不知不覺,又是三年光景。這三年來,沉魚病情每況愈下,同他醫病的相公輾轉換了近百人。他亦定期請真的郎中來,檢查有否暗病,如此小心翼翼,用心良苦,只為有一日,可以與落雁共赴巫山,以後便只守着他一人,再不碰旁人絲毫。而另一邊廂,落雁已是二八年華,生的柳眉杏目,粉面朱唇,十足個豆蔻少女。雖然貌相陰柔,內裏好歹是個血氣方剛的少年人,每日同沉魚朝夕相對,想入非非亦是常情。

一日夜晚,沉魚等落雁洗浴,便收拾屋子去,不覺碰跌了案頭本書,裏頭夾着一疊紙,盡數散落地上。沉魚拾起一看,竟全是春畫,數來竟有十一二張,只見畫中兩個漢子,衣衫不整,相依亭臺樓閣,或站或坐,肆意歡娛,好不陶醉。

沉魚翻罷春畫,正覺得出奇,落雁是從那裏得來?莫非是他自個畫的?正狐疑間,瞥見畫中一角,居然還有落款,果然是落雁手筆,難怪他素來貪玩,這段日子居然轉了性子,日日伏案,大門不出,原來在炮制這玩意兒。話也說來,這落雁別的學不好,他爹作畫的本事,倒學了六七成。

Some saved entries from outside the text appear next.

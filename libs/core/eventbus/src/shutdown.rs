use crate::nats::Producer;
use std::future::Future;
use std::sync::atomic::{AtomicBool, Ordering};
use std::sync::{Arc, Mutex};
use std::time::Duration;
use tokio::signal;
use tokio::task::JoinHandle;
use tokio_util::sync::CancellationToken;
use tokio_util::task::TaskTracker;
use tracing::{error, info, warn};

/// Shutdown coordinator for producers and consume loops.
///
/// This handles:
/// - Signal reception (SIGTERM, SIGINT)
/// - Cancelling every consume loop through child tokens
/// - Joining consume tasks, then closing tracked producers
/// - Shutdown state tracking
#[derive(Clone)]
pub struct ShutdownCoordinator {
    /// Root token; every consumer gets a child of it
    token: CancellationToken,
    /// Consume loops spawned through this coordinator
    tracker: TaskTracker,
    /// Producers closed once every consume loop has stopped
    producers: Arc<Mutex<Vec<Arc<dyn Producer>>>>,
    /// Flag indicating if shutdown has been initiated
    shutdown_initiated: Arc<AtomicBool>,
    listener_started: Arc<AtomicBool>,
}

impl ShutdownCoordinator {
    pub fn new() -> Self {
        Self {
            token: CancellationToken::new(),
            tracker: TaskTracker::new(),
            producers: Arc::new(Mutex::new(Vec::new())),
            shutdown_initiated: Arc::new(AtomicBool::new(false)),
            listener_started: Arc::new(AtomicBool::new(false)),
        }
    }

    /// Token cancelled when shutdown begins, or earlier by its own holder.
    pub fn child_token(&self) -> CancellationToken {
        self.token.child_token()
    }

    /// Wait until shutdown has been initiated.
    pub async fn cancelled(&self) {
        self.token.cancelled().await
    }

    /// Spawn a task that [`drain`](Self::drain) waits for.
    pub fn spawn<F>(&self, future: F) -> JoinHandle<()>
    where
        F: Future<Output = ()> + Send + 'static,
    {
        self.tracker.spawn(future)
    }

    /// Close `producer` during [`drain`](Self::drain).
    pub fn track_producer(&self, producer: Arc<dyn Producer>) {
        match self.producers.lock() {
            Ok(mut producers) => producers.push(producer),
            Err(poisoned) => poisoned.into_inner().push(producer),
        }
    }

    /// Check if shutdown has been initiated.
    pub fn is_shutting_down(&self) -> bool {
        self.shutdown_initiated.load(Ordering::Relaxed)
    }

    /// Initiate shutdown and cancel every consume loop. Idempotent.
    pub fn shutdown(&self) {
        if self
            .shutdown_initiated
            .compare_exchange(false, true, Ordering::SeqCst, Ordering::SeqCst)
            .is_ok()
        {
            info!("Initiating graceful shutdown");
            self.token.cancel();
        }
    }

    /// Wait for SIGINT or SIGTERM, then initiate shutdown.
    pub async fn wait_for_signal(&self) {
        let ctrl_c = async {
            if let Err(e) = signal::ctrl_c().await {
                error!(error = %e, "Failed to install Ctrl+C handler");
                std::future::pending::<()>().await;
            }
        };

        #[cfg(unix)]
        let terminate = async {
            match signal::unix::signal(signal::unix::SignalKind::terminate()) {
                Ok(mut sigterm) => {
                    sigterm.recv().await;
                }
                Err(e) => {
                    error!(error = %e, "Failed to install SIGTERM handler");
                    std::future::pending::<()>().await;
                }
            }
        };

        #[cfg(not(unix))]
        let terminate = std::future::pending::<()>();

        tokio::select! {
            biased;
            _ = self.token.cancelled() => return,
            _ = ctrl_c => {
                info!("Received SIGINT (Ctrl+C), initiating graceful shutdown");
            },
            _ = terminate => {
                info!("Received SIGTERM, initiating graceful shutdown");
            },
        }

        self.shutdown();
    }

    /// Spawn the signal listener. Only the first call spawns anything.
    pub fn listen(&self) -> Option<JoinHandle<()>> {
        if self.listener_started.swap(true, Ordering::SeqCst) {
            return None;
        }
        let coordinator = self.clone();
        Some(tokio::spawn(async move {
            coordinator.wait_for_signal().await;
        }))
    }

    /// Shut down and wait for everything to stop.
    ///
    /// Consume loops are joined first (each unsubscribes and closes its own
    /// connection), then tracked producers are closed.
    pub async fn drain(&self) {
        self.shutdown();
        self.tracker.close();
        self.tracker.wait().await;

        let producers = match self.producers.lock() {
            Ok(mut producers) => std::mem::take(&mut *producers),
            Err(poisoned) => std::mem::take(&mut *poisoned.into_inner()),
        };
        for producer in producers {
            if let Err(e) = producer.close().await {
                warn!(error = %e, "Failed to close producer");
            }
        }

        info!("Event bus shutdown complete");
    }

    /// [`drain`](Self::drain), giving up after `timeout`.
    pub async fn drain_with_timeout(
        &self,
        timeout: Duration,
    ) -> Result<(), tokio::time::error::Elapsed> {
        let result = tokio::time::timeout(timeout, self.drain()).await;
        if result.is_err() {
            warn!(
                timeout_secs = timeout.as_secs_f64(),
                pending_tasks = self.tracker.len(),
                "Shutdown timed out"
            );
        }
        result
    }
}

impl Default for ShutdownCoordinator {
    fn default() -> Self {
        Self::new()
    }
}

#[cfg(test)]
mod tests {
    use super::*;
    use crate::error::EventBusError;
    use crate::message::SendOptions;
    use async_trait::async_trait;
    use bytes::Bytes;
    use std::sync::atomic::AtomicUsize;

    #[derive(Default)]
    struct CountingProducer {
        closes: AtomicUsize,
    }

    #[async_trait]
    impl Producer for CountingProducer {
        async fn batch_send(&self, _bodies: Vec<Bytes>, _options: SendOptions) -> Result<(), EventBusError> {
            Ok(())
        }

        async fn close(&self) -> Result<(), EventBusError> {
            self.closes.fetch_add(1, Ordering::SeqCst);
            Ok(())
        }
    }

    #[test]
    fn test_shutdown_is_idempotent() {
        let coordinator = ShutdownCoordinator::new();
        let token = coordinator.child_token();
        assert!(!coordinator.is_shutting_down());

        coordinator.shutdown();
        coordinator.shutdown();

        assert!(coordinator.is_shutting_down());
        assert!(token.is_cancelled());
    }

    #[test]
    fn test_child_token_cancels_alone() {
        let coordinator = ShutdownCoordinator::new();
        let first = coordinator.child_token();
        let second = coordinator.child_token();

        first.cancel();
        assert!(!second.is_cancelled());
        assert!(!coordinator.is_shutting_down());
    }

    #[tokio::test]
    async fn test_drain_waits_for_tasks_then_closes_producers() {
        let coordinator = ShutdownCoordinator::new();
        let producer = Arc::new(CountingProducer::default());
        coordinator.track_producer(producer.clone());

        let finished = Arc::new(AtomicBool::new(false));
        let token = coordinator.child_token();
        let flag = finished.clone();
        coordinator.spawn(async move {
            token.cancelled().await;
            tokio::task::yield_now().await;
            flag.store(true, Ordering::SeqCst);
        });

        coordinator.drain().await;

        assert!(finished.load(Ordering::SeqCst));
        assert_eq!(producer.closes.load(Ordering::SeqCst), 1);

        // a second drain finds nothing left to close
        coordinator.drain().await;
        assert_eq!(producer.closes.load(Ordering::SeqCst), 1);
    }

    #[tokio::test(start_paused = true)]
    async fn test_drain_with_timeout_gives_up() {
        let coordinator = ShutdownCoordinator::new();
        coordinator.spawn(async {
            // ignores cancellation
            tokio::time::sleep(Duration::from_secs(3600)).await;
        });

        let result = coordinator
            .drain_with_timeout(Duration::from_secs(5))
            .await;
        assert!(result.is_err());
        assert!(coordinator.is_shutting_down());
    }

    #[tokio::test]
    async fn test_wait_for_signal_returns_after_shutdown() {
        let coordinator = ShutdownCoordinator::new();
        coordinator.shutdown();
        // already cancelled, so no signal is needed
        coordinator.wait_for_signal().await;
        coordinator.cancelled().await;
    }

    #[tokio::test]
    async fn test_listen_spawns_only_once() {
        let coordinator = ShutdownCoordinator::new();
        coordinator.shutdown();

        let first = coordinator.listen();
        let second = coordinator.listen();
        assert!(first.is_some());
        assert!(second.is_none());
        // a clone shares the guard
        assert!(coordinator.clone().listen().is_none());

        first.unwrap().await.unwrap();
    }
}
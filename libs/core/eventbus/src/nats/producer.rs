//! Producer bound to one topic.

use crate::config::ProducerConfig;
use crate::error::EventBusError;
use crate::message::{DeliveryMode, SendOptions};
use crate::metrics::EventBusMetrics;
use crate::nats::auth::Credentials;
use crate::nats::connection::NatsConnection;
use crate::nats::stream::{StreamAdmin, StreamProvisioner};
use crate::nats::transport::{OutboundMessage, Transport};
use async_trait::async_trait;
use bytes::Bytes;
use futures::stream::{self, StreamExt, TryStreamExt};
use std::sync::Arc;
use tokio::sync::RwLock;
use tracing::{debug, info, warn};

/// Upper bound on concurrent publishes within one batch.
pub const MAX_PUBLISH_WORKERS: usize = 5;

/// Publishing contract exposed to the rest of the application.
#[async_trait]
pub trait Producer: Send + Sync {
    /// Send one message.
    async fn send(&self, body: Bytes, options: SendOptions) -> Result<(), EventBusError> {
        self.batch_send(vec![body], options).await
    }

    /// Send several messages. No ordering is guaranteed among them.
    async fn batch_send(&self, bodies: Vec<Bytes>, options: SendOptions) -> Result<(), EventBusError>;

    /// Stop accepting sends and release the connection. Idempotent.
    async fn close(&self) -> Result<(), EventBusError>;
}

/// NATS producer.
///
/// In persistent mode the topic's stream is provisioned before each batch and
/// every publish waits for the JetStream ack; the first failure cancels the
/// rest of the batch. In core mode all publishes run to completion and the
/// connection is flushed before returning.
pub struct NatsProducer {
    topic: String,
    mode: DeliveryMode,
    transport: Arc<dyn Transport>,
    provisioner: StreamProvisioner,
    /// Held shared for the length of a batch, exclusively by `close`.
    closed: RwLock<bool>,
    metrics: EventBusMetrics,
}

impl NatsProducer {
    /// Connect a producer described by `config`.
    pub async fn connect(config: ProducerConfig) -> Result<Self, EventBusError> {
        config.validate()?;

        let connection = Arc::new(
            NatsConnection::connect(&config.server_url, &config.client_name(), &config.credentials)
                .await?,
        );

        info!(topic = %config.topic, mode = %config.mode, "NATS producer ready");
        Ok(Self::with_transport(
            config.topic,
            &config.group,
            config.mode,
            connection.clone(),
            connection,
        ))
    }

    /// Build a producer on top of an existing transport.
    pub fn with_transport(
        topic: impl Into<String>,
        group: &str,
        mode: DeliveryMode,
        transport: Arc<dyn Transport>,
        admin: Arc<dyn StreamAdmin>,
    ) -> Self {
        let topic = topic.into();
        Self {
            metrics: EventBusMetrics::new(&topic, group, mode),
            topic,
            mode,
            transport,
            provisioner: StreamProvisioner::new(admin),
            closed: RwLock::new(false),
        }
    }

    pub fn topic(&self) -> &str {
        &self.topic
    }

    pub fn mode(&self) -> DeliveryMode {
        self.mode
    }

    async fn batch_send_persistent(
        &self,
        bodies: Vec<Bytes>,
        options: &SendOptions,
    ) -> Result<(), EventBusError> {
        self.provisioner.ensure_stream(&self.topic).await?;

        let workers = bodies.len().min(MAX_PUBLISH_WORKERS);
        let transport = &self.transport;

        stream::iter(bodies.into_iter().enumerate())
            .map(Ok::<_, EventBusError>)
            .try_for_each_concurrent(workers, |(index, payload)| {
                let message = OutboundMessage {
                    subject: self.topic.clone(),
                    payload,
                    sharding_key: None,
                    message_id: options.message_id(index),
                };
                async move {
                    transport
                        .publish_persistent(message)
                        .await
                        .map_err(|e| at_index(index, e))
                }
            })
            .await
    }

    async fn batch_send_core(
        &self,
        bodies: Vec<Bytes>,
        options: &SendOptions,
    ) -> Result<(), EventBusError> {
        let workers = bodies.len().min(MAX_PUBLISH_WORKERS);
        let transport = &self.transport;
        let sharding_key = options.sharding_key().map(str::to_string);

        let results: Vec<Result<(), EventBusError>> = stream::iter(bodies.into_iter().enumerate())
            .map(|(index, payload)| {
                let message = OutboundMessage {
                    subject: self.topic.clone(),
                    payload,
                    sharding_key: sharding_key.clone(),
                    message_id: None,
                };
                async move { transport.publish(message).await.map_err(|e| at_index(index, e)) }
            })
            .buffer_unordered(workers)
            .collect()
            .await;

        // results are in completion order, so this is the first failure observed
        if let Some(err) = results.into_iter().find_map(Result::err) {
            return Err(err);
        }

        self.transport.flush().await
    }
}

fn at_index(index: usize, error: EventBusError) -> EventBusError {
    match error {
        EventBusError::Publish { message, .. } => EventBusError::Publish { index, message },
        other => other,
    }
}

#[async_trait]
impl Producer for NatsProducer {
    async fn batch_send(&self, bodies: Vec<Bytes>, options: SendOptions) -> Result<(), EventBusError> {
        let closed = self.closed.read().await;
        if *closed {
            return Err(EventBusError::ProducerClosed);
        }
        if bodies.is_empty() {
            return Err(EventBusError::validation("no messages to send"));
        }
        if self.topic.is_empty() {
            return Err(EventBusError::validation("topic is not set"));
        }

        let count = bodies.len();
        let result = match self.mode {
            DeliveryMode::Persistent => self.batch_send_persistent(bodies, &options).await,
            DeliveryMode::Core => self.batch_send_core(bodies, &options).await,
        };

        match &result {
            Ok(()) => {
                self.metrics.messages_published(count);
                debug!(topic = %self.topic, mode = %self.mode, count, "Sent messages");
            }
            Err(e) => {
                self.metrics.publish_failed();
                debug!(topic = %self.topic, mode = %self.mode, error = %e, "Batch send failed");
            }
        }
        result
    }

    async fn close(&self) -> Result<(), EventBusError> {
        let mut closed = self.closed.write().await;
        if *closed {
            return Ok(());
        }
        *closed = true;

        if let Err(e) = self.transport.drain().await {
            warn!(topic = %self.topic, error = %e, "Drain NATS connection failed");
        }

        info!(topic = %self.topic, "NATS producer closed");
        Ok(())
    }
}

/// Connect a producer using credentials from the environment.
pub async fn new_producer(
    server_url: &str,
    topic: &str,
    group: &str,
    mode: DeliveryMode,
) -> Result<NatsProducer, EventBusError> {
    let config = ProducerConfig::new(server_url, topic, group)
        .with_mode(mode)
        .with_credentials(Credentials::from_env()?);
    NatsProducer::connect(config).await
}
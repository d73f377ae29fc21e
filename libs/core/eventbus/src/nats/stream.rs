//! JetStream stream provisioning.
//!
//! Every persistent topic is backed by one stream whose name is derived from
//! the topic. The derived name doubles as the existence key, so it must stay
//! bit-exact:
//!
//! | topic character | stream name |
//! |-----------------|-------------|
//! | `.`             | `_`         |
//! | anything else   | unchanged   |
//!
//! followed by the `_STREAM` suffix (`jobs.queue` -> `jobs_queue_STREAM`).

use crate::error::EventBusError;
use async_trait::async_trait;
use std::sync::Arc;
use std::time::Duration;
use tracing::{debug, info};

/// Suffix appended to every derived stream name.
pub const STREAM_SUFFIX: &str = "_STREAM";

/// Messages older than this are discarded.
pub const STREAM_MAX_AGE: Duration = Duration::from_secs(24 * 60 * 60);

/// Maximum number of retained messages.
pub const STREAM_MAX_MESSAGES: i64 = 1_000_000;

/// Maximum retained bytes (1 GiB).
pub const STREAM_MAX_BYTES: i64 = 1024 * 1024 * 1024;

/// Derive the stream name for a topic.
pub fn stream_name(topic: &str) -> String {
    let mut name = topic.replace('.', "_");
    name.push_str(STREAM_SUFFIX);
    name
}

/// Where a stream keeps its data.
#[derive(Debug, Clone, Copy, PartialEq, Eq)]
pub enum StreamStorage {
    File,
}

/// Stream definition with the fixed retention policy.
#[derive(Debug, Clone, PartialEq, Eq)]
pub struct StreamDescriptor {
    pub name: String,
    pub subjects: Vec<String>,
    pub storage: StreamStorage,
    pub max_age: Duration,
    pub max_messages: i64,
    pub max_bytes: i64,
}

impl StreamDescriptor {
    /// Descriptor for the stream backing `topic`.
    pub fn for_topic(topic: &str) -> Self {
        Self {
            name: stream_name(topic),
            subjects: vec![topic.to_string()],
            storage: StreamStorage::File,
            max_age: STREAM_MAX_AGE,
            max_messages: STREAM_MAX_MESSAGES,
            max_bytes: STREAM_MAX_BYTES,
        }
    }
}

impl From<&StreamDescriptor> for async_nats::jetstream::stream::Config {
    fn from(descriptor: &StreamDescriptor) -> Self {
        let storage = match descriptor.storage {
            StreamStorage::File => async_nats::jetstream::stream::StorageType::File,
        };
        Self {
            name: descriptor.name.clone(),
            subjects: descriptor.subjects.clone(),
            storage,
            max_age: descriptor.max_age,
            max_messages: descriptor.max_messages,
            max_bytes: descriptor.max_bytes,
            ..Default::default()
        }
    }
}

/// Stream management calls against the broker.
#[cfg_attr(test, mockall::automock)]
#[async_trait]
pub trait StreamAdmin: Send + Sync {
    /// Look a stream up by name.
    ///
    /// Returns [`EventBusError::StreamNotFound`] when it does not exist.
    async fn stream_info(&self, name: &str) -> Result<(), EventBusError>;

    /// Create a stream.
    ///
    /// Returns [`EventBusError::StreamAlreadyExists`] when another client won
    /// the race.
    async fn create_stream(&self, descriptor: &StreamDescriptor) -> Result<(), EventBusError>;
}

/// Makes sure the stream for a topic exists before it is used.
#[derive(Clone)]
pub struct StreamProvisioner {
    admin: Arc<dyn StreamAdmin>,
}

impl StreamProvisioner {
    pub fn new(admin: Arc<dyn StreamAdmin>) -> Self {
        Self { admin }
    }

    /// Ensure the stream backing `topic` exists, creating it if absent.
    ///
    /// Safe to call concurrently: a lost create race counts as success.
    /// Lookup failures other than "not found" are returned unchanged.
    pub async fn ensure_stream(&self, topic: &str) -> Result<String, EventBusError> {
        let descriptor = StreamDescriptor::for_topic(topic);

        match self.admin.stream_info(&descriptor.name).await {
            Ok(()) => {
                debug!(stream = %descriptor.name, "Stream already exists");
                return Ok(descriptor.name);
            }
            Err(e) if e.is_stream_not_found() => {}
            Err(e) => return Err(e),
        }

        match self.admin.create_stream(&descriptor).await {
            Ok(()) => {
                info!(stream = %descriptor.name, subject = %topic, "Created JetStream stream");
                Ok(descriptor.name)
            }
            Err(EventBusError::StreamAlreadyExists(_)) => {
                debug!(stream = %descriptor.name, "Stream created concurrently");
                Ok(descriptor.name)
            }
            Err(e) => Err(e),
        }
    }
}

正是此時,落雁一臉惬意的入房,赫見沉魚手中春畫,頓時羞的滿臉飛紅,支吾道:「師兄……我……」沉魚看他慌慌張張,也停了手,同他四目相視。只見那落雁面上稚氣未脫,臉頰兒挂着水珠兒,薄衫下肌膚若隐若現,衣上教頭發打濕了幾處,薄紗貼到胸前,狀甚誘人,恨不得立馬大戰幾十個回合,卻若無其事的收拾妥當,淡淡道:「我都曉得,咱家年少時也畫過。」殊不知那落雁飛奔過來,撲到他懷裏嬌聲道:「師兄!」

眼見這小王爺投懷送抱,暖烘烘的身子貼上來,害得沉魚立馬興頭兒上來,卻不敢同落雁道明。苦了他等了三年有餘,朝思暮想同落雁做些實在的事,但如今落雁就在懷裏,他卻下不了手,生怕玷污了這可人兒,只好忍住心頭躁動,柔聲道:「雁兒,快安歇了,咱家奏阮你聽。」落雁卻似乎不願,撇了撇嘴兒,似是怨他不解風情。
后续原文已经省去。